The dotted diagonal arrow can be either one of $\beta_{i}^\prime$ or $\beta_{i}^{\prime\prime}$ and it doesn't make the diagram commutative. Nevertheless, $\tau_i \beta_i = \tau_i \sigma_{i}^\prime\beta_{i}^\prime$ and $\upsilon_i$ are two morphisms $Z \to \tilde{W}_i$ such that $\tau_i \beta_i\sigma = \upsilon_i \sigma$. Thus, by cancellation, we can find $\tau_{i}^\prime: \tilde{W}_i \to W_i$ in $\Sigma$ such that $\tau_{i}^\prime\tau_i\beta_i = \tau_{i}^\prime \upsilon \in \Sigma$ and thus $\phi_i = \tau_{i}^\prime \tau_i$ does what we want.


2. The criterion for a morphism to be in the saturation of $\Sigma$.

By definition, a morphism $\phi \in \mathcal{C}$ belongs to the saturation $\overline{\Sigma}$ of $\Sigma$ if and only if the localization functor $q: \mathcal{C} \to \mathcal{C}[\Sigma^{-1}]$ sends $\phi$ to an invertible morphism.

Claim. A morphism $\phi$ is in the saturation of $\Sigma$ if and only if there are morphisms $\phi'$ and $\phi''$ such that $\phi'' \phi \in \Sigma$ and $\phi \phi' \in \Sigma$.

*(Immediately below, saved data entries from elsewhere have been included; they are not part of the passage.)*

//! Per-tick timer bookkeeping: energy regen, status expiry, agitation
//! decay, and the time-stop thaw.

use hecs::{Entity, World};
use rand_chacha::ChaCha8Rng;

use neonfall_core::components::{Agitation, Enemy};
use neonfall_core::constants::{ENERGY_REGEN, ROGUE_KILL_SCORE};
use neonfall_core::enums::Mode;
use neonfall_core::types::Position;

use crate::effects::Effects;
use crate::particles::{hue, BurstSpec, ParticlePool};
use crate::player::{PlayerState, RunState};

#[allow(clippy::too_many_arguments)]
pub fn run(
    world: &mut World,
    player: &mut PlayerState,
    run: &mut RunState,
    mode: Mode,
    rng: &mut ChaCha8Rng,
    particles: &mut ParticlePool,
    fx: &mut Effects,
    despawn_buffer: &mut Vec<Entity>,
    delta: f32,
) {
    player.energy = (player.energy + ENERGY_REGEN * delta).min(player.energy_max);
    player.shield = (player.shield - delta).max(0.0);
    player.invincible = (player.invincible - delta).max(0.0);
    player.fire_cooldown = (player.fire_cooldown - delta).max(0.0);
    player.rampage = (player.rampage - delta).max(0.0);
    player.ricochet = (player.ricochet - delta).max(0.0);

    if player.multiplier_timer > 0.0 {
        player.multiplier_timer -= delta;
        if player.multiplier_timer <= 0.0 {
            player.multiplier_timer = 0.0;
            player.multiplier = 1.0;
        }
    }

    if player.time_stop > 0.0 {
        player.time_stop -= delta;
        if player.time_stop <= 0.0 {
            player.time_stop = 0.0;
            thaw_frozen(world, run, mode, rng, particles, fx, despawn_buffer);
        }
    }

    for (_, agitation) in world.query_mut::<&mut Agitation>() {
        agitation.hit_flash = (agitation.hit_flash - delta).max(0.0);
        agitation.slow = (agitation.slow - delta).max(0.0);
    }

    fx.tick(delta);
}

/// Flushes every enemy killed while time was stopped: one death burst
/// and one score award each, all on the tick the stop expires.
fn thaw_frozen(
    world: &mut World,
    run: &mut RunState,
    mode: Mode,
    rng: &mut ChaCha8Rng,
    particles: &mut ParticlePool,
    fx: &mut Effects,
    despawn_buffer: &mut Vec<Entity>,
) {
    let mut thawed: Vec<(Entity, Position, bool)> = Vec::new();
    for (entity, (pos, enemy)) in world.query_mut::<(&Position, &Enemy)>() {
        if enemy.pending_death {
            thawed.push((entity, *pos, enemy.boss.is_some()));
        }
    }
    if thawed.is_empty() {
        return;
    }
    fx.shake(16.0, 5.0);
    for (entity, pos, is_boss) in thawed {
        particles.burst(rng, pos, &BurstSpec::enemy_death(hue::PURPLE));
        if mode == Mode::Rogue && !is_boss {
            run.score += ROGUE_KILL_SCORE;
        }
        despawn_buffer.push(entity);
    }
}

Indeed, assume there are such $\phi'$ and $\phi''$. Then $(\phi''\phi)^{-1} \phi''$ is a left inverse of $\phi$ and $\phi'(\phi\phi')^{-1}$ is a right inverse of $\phi$ in $\mathcal{C}[\Sigma^{-1}]$, so $\phi$ is invertible, too.

Recall the explicit form of $q(\phi) = [\phi, 1]$. To say that $[\phi,1]$ has a left inverse is to say that there is a morphism $[\alpha,\sigma]$ such that $[\alpha,\sigma][\phi,1] \sim [1_A,1_A]$. Recalling the definition of the composition in the category of fractions we see that $[\alpha,\sigma][\phi,1] = [\alpha\phi,\sigma]$ and to say that the latter is equivalent to $[1,1]$ is to give a commutative diagram

Saturation argument

telling us that $(\beta \alpha)\phi = \sigma^\prime \in \Sigma$ so that we can take $\phi^{\prime\prime} = \beta\alpha$. Similarly for the proof of existence of $\phi^\prime$.


3. End of the argument

With these arguments at hand, I think it is safe to refer back to Krause's notes, which I reproduce for the convenience of the reader — (3.5.1) is the same as the displayed equation above:

End of the proof


4. Alternative proof and some references

The classic reference for the calculus of fractions is Gabriel-Zisman, Calculus of Fractions and Homotopy Theory, but it is relatively terse. A detailed exposition can be found in Schubert, Categories, chapter 19 (at least in the German edition). For those who want to verify the basics I always recommend having pages 300 ff. of Lam's Lectures on modules and rings nearby because the arguments given there can be easily generalized from rings to categories by keeping track of source and target of the morphisms.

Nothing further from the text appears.